In 2021, more countries are billed to launch their digital currencies than in the years preceding it. How the growth in the number of country-backed digital currencies will affect the entire crypto industry remains unseen.
On the Flipside
- While some countries are looking for ways of moving the crypto industry forward, others are attempting to curb its growth
- The Bank of America has referred to Bitcoin as “the mother of all bubbles,” reflecting on the 2017 price crash of the asset
- A U.K. financial adviser to the government has called for a ban on crypto transactions
Greater Institutional Interest
Although the crypto industry enjoyed its largest spell of institutional investors in 2020, it is far from maxing out that potential. There are 2,800 companies on Wall Street, however, less than 10 percent have been directly involved with the crypto industry.
2021 starts on a good note, with signs from Goldman Sachs on the possibility of entering the crypto industry. If mega banking firms like Goldman Sachs enter the scene, we could witness another major bull run in 2021.
The biggest aspiration of the crypto industry is to achieve mainstream adoption. The number of people who have been exposed to cryptocurrencies is estimated at 100 million. However, the number of active users is much lower than that.
Although cryptocurrencies have proven to be better than the traditional banking sector, it is yet to turn the tables in this industry. The innovation is likely to get to the hands of more people across the globe in 2021.

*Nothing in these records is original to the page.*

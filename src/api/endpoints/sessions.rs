//! Session lifecycle and suggestion actions.

use axum::extract::{Path, State};
use axum::Json;
use serde::Serialize;
use uuid::Uuid;

use crate::api::error::ApiError;
use crate::api::types::ApiContext;
use crate::detector::{AckOutcome, Finding, Suggestion};

#[derive(Debug, Serialize)]
pub struct SessionOpened {
    pub session_id: Uuid,
}

#[derive(Debug, Serialize)]
pub struct SessionEnded {
    pub session_id: Uuid,
}

#[derive(Debug, Serialize)]
pub struct SessionCleared {
    pub session_id: Uuid,
}

#[derive(Debug, Serialize)]
pub struct SuggestionsBody {
    /// The timed visual-attention flag (the UI's glow).
    pub attention: bool,
    pub suggestions: Vec<Suggestion>,
}

/// Acknowledgment result. Terminal/unknown ids are ordinary outcomes,
/// not HTTP errors.
#[derive(Debug, Serialize)]
pub struct AckBody {
    pub outcome: &'static str,
    #[serde(skip_serializing_if = "Option::is_none")]
    pub finding: Option<Finding>,
}

pub async fn open(State(ctx): State<ApiContext>) -> Json<SessionOpened> {
    let session_id = ctx.open_session().await;
    tracing::info!(session = %session_id, "Session opened");
    Json(SessionOpened { session_id })
}

pub async fn close(
    State(ctx): State<ApiContext>,
    Path(id): Path<Uuid>,
) -> Result<Json<SessionEnded>, ApiError> {
    ctx.end_session(&id).await?;
    tracing::info!(session = %id, "Session ended");
    Ok(Json(SessionEnded { session_id: id }))
}

pub async fn suggestions(
    State(ctx): State<ApiContext>,
    Path(id): Path<Uuid>,
) -> Result<Json<SuggestionsBody>, ApiError> {
    let sessions = ctx.sessions.read().await;
    let handle = sessions.get(&id).ok_or(ApiError::SessionNotFound(id))?;
    Ok(Json(SuggestionsBody {
        attention: handle.attention(),
        suggestions: handle.pending()?,
    }))
}

pub async fn accept(
    State(ctx): State<ApiContext>,
    Path((id, suggestion_id)): Path<(Uuid, Uuid)>,
) -> Result<Json<AckBody>, ApiError> {
    let sessions = ctx.sessions.read().await;
    let handle = sessions.get(&id).ok_or(ApiError::SessionNotFound(id))?;
    let body = match handle.accept(&suggestion_id)? {
        AckOutcome::Accepted(finding) => AckBody {
            outcome: "accepted",
            finding: Some(finding),
        },
        AckOutcome::AlreadyTerminal => AckBody {
            outcome: "already_terminal",
            finding: None,
        },
        AckOutcome::NotFound => AckBody {
            outcome: "not_found",
            finding: None,
        },
        AckOutcome::Dismissed => AckBody {
            outcome: "dismissed",
            finding: None,
        },
    };
    Ok(Json(body))
}

pub async fn dismiss(
    State(ctx): State<ApiContext>,
    Path((id, suggestion_id)): Path<(Uuid, Uuid)>,
) -> Result<Json<AckBody>, ApiError> {
    let sessions = ctx.sessions.read().await;
    let handle = sessions.get(&id).ok_or(ApiError::SessionNotFound(id))?;
    let body = match handle.dismiss(&suggestion_id)? {
        AckOutcome::Dismissed => AckBody {
            outcome: "dismissed",
            finding: None,
        },
        AckOutcome::AlreadyTerminal => AckBody {
            outcome: "already_terminal",
            finding: None,
        },
        AckOutcome::NotFound => AckBody {
            outcome: "not_found",
            finding: None,
        },
        AckOutcome::Accepted(_) => AckBody {
            outcome: "accepted",
            finding: None,
        },
    };
    Ok(Json(body))
}

pub async fn clear(
    State(ctx): State<ApiContext>,
    Path(id): Path<Uuid>,
) -> Result<Json<SessionCleared>, ApiError> {
    let sessions = ctx.sessions.read().await;
    let handle = sessions.get(&id).ok_or(ApiError::SessionNotFound(id))?;
    handle.clear().await?;
    Ok(Json(SessionCleared { session_id: id }))
}
//! API error types with structured JSON responses.

use axum::http::StatusCode;
use axum::response::{IntoResponse, Response};
use axum::Json;
use serde::Serialize;
use uuid::Uuid;

use crate::detector::DetectorError;
use crate::sessions::RegistryError;

/// Structured error response body.
#[derive(Debug, Serialize)]
pub struct ErrorBody {
    pub error: ErrorDetail,
}

#[derive(Debug, Serialize)]
pub struct ErrorDetail {
    pub code: &'static str,
    pub message: String,
}

/// API-level errors with HTTP status mapping.
///
/// Acknowledging a terminal or unknown suggestion is NOT an error; the
/// endpoints report those as ordinary outcomes, per the queue contract.
#[derive(Debug, thiserror::Error)]
pub enum ApiError {
    #[error("Session not found: {0}")]
    SessionNotFound(Uuid),
    #[error("Invalid request: {0}")]
    BadRequest(String),
    #[error("Internal error: {0}")]
    Internal(String),
}

impl From<RegistryError> for ApiError {
    fn from(e: RegistryError) -> Self {
        match e {
            RegistryError::SessionNotFound(id) => ApiError::SessionNotFound(id),
        }
    }
}

impl From<DetectorError> for ApiError {
    fn from(e: DetectorError) -> Self {
        ApiError::Internal(e.to_string())
    }
}

impl IntoResponse for ApiError {
    fn into_response(self) -> Response {
        let (status, code, message) = match &self {
            ApiError::SessionNotFound(id) => (
                StatusCode::NOT_FOUND,
                "SESSION_NOT_FOUND",
                format!("No live session with id {id}"),
            ),
            ApiError::BadRequest(detail) => {
                (StatusCode::BAD_REQUEST, "BAD_REQUEST", detail.clone())
            }
            ApiError::Internal(detail) => {
                tracing::error!(detail, "API internal error");
                (
                    StatusCode::INTERNAL_SERVER_ERROR,
                    "INTERNAL",
                    "An internal error occurred".to_string(),
                )
            }
        };

        (
            status,
            Json(ErrorBody {
                error: ErrorDetail { code, message },
            }),
        )
            .into_response()
    }
}

#[cfg(test)]
mod tests {
    use super::*;

    #[test]
    fn session_not_found_maps_to_404() {
        let response = ApiError::SessionNotFound(Uuid::new_v4()).into_response();
        assert_eq!(response.status(), StatusCode::NOT_FOUND);
    }

    #[test]
    fn internal_hides_detail_from_client() {
        let response = ApiError::Internal("lock poisoned".into()).into_response();
        assert_eq!(response.status(), StatusCode::INTERNAL_SERVER_ERROR);
    }

    #[test]
    fn registry_error_converts() {
        let id = Uuid::new_v4();
        let api: ApiError = RegistryError::SessionNotFound(id).into();
        assert!(matches!(api, ApiError::SessionNotFound(found) if found == id));
    }
}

Due to the Covid-19 restrictions, people turned to digital payment apps like PayPal, which saw its stocks climb by over 110 percent in 2020. Later in the year, PayPal in collaboration with Venmo, launched its cryptocurrency services.
PayPal currently has over 325 million active users, and analysts believe that the digital payments platform will be a key player in the mainstream adoption of cryptocurrencies.
The Facebook-backed Libra cryptocurrency is billed to launch in 2021. The proposed currency and wallet were scheduled to launch in the Summer of 2020, however, the launch never happened.
Facebook recorded over 2.7 billion monthly active users in the second quarter of 2020, making it the largest social media platform. Although not a Facebook project, there are high expectations to see how Libra would affect the crypto industry.
The longest bull run of crypto markets rests on their ability to get mainstream adoption. Could 2021 be the year for that?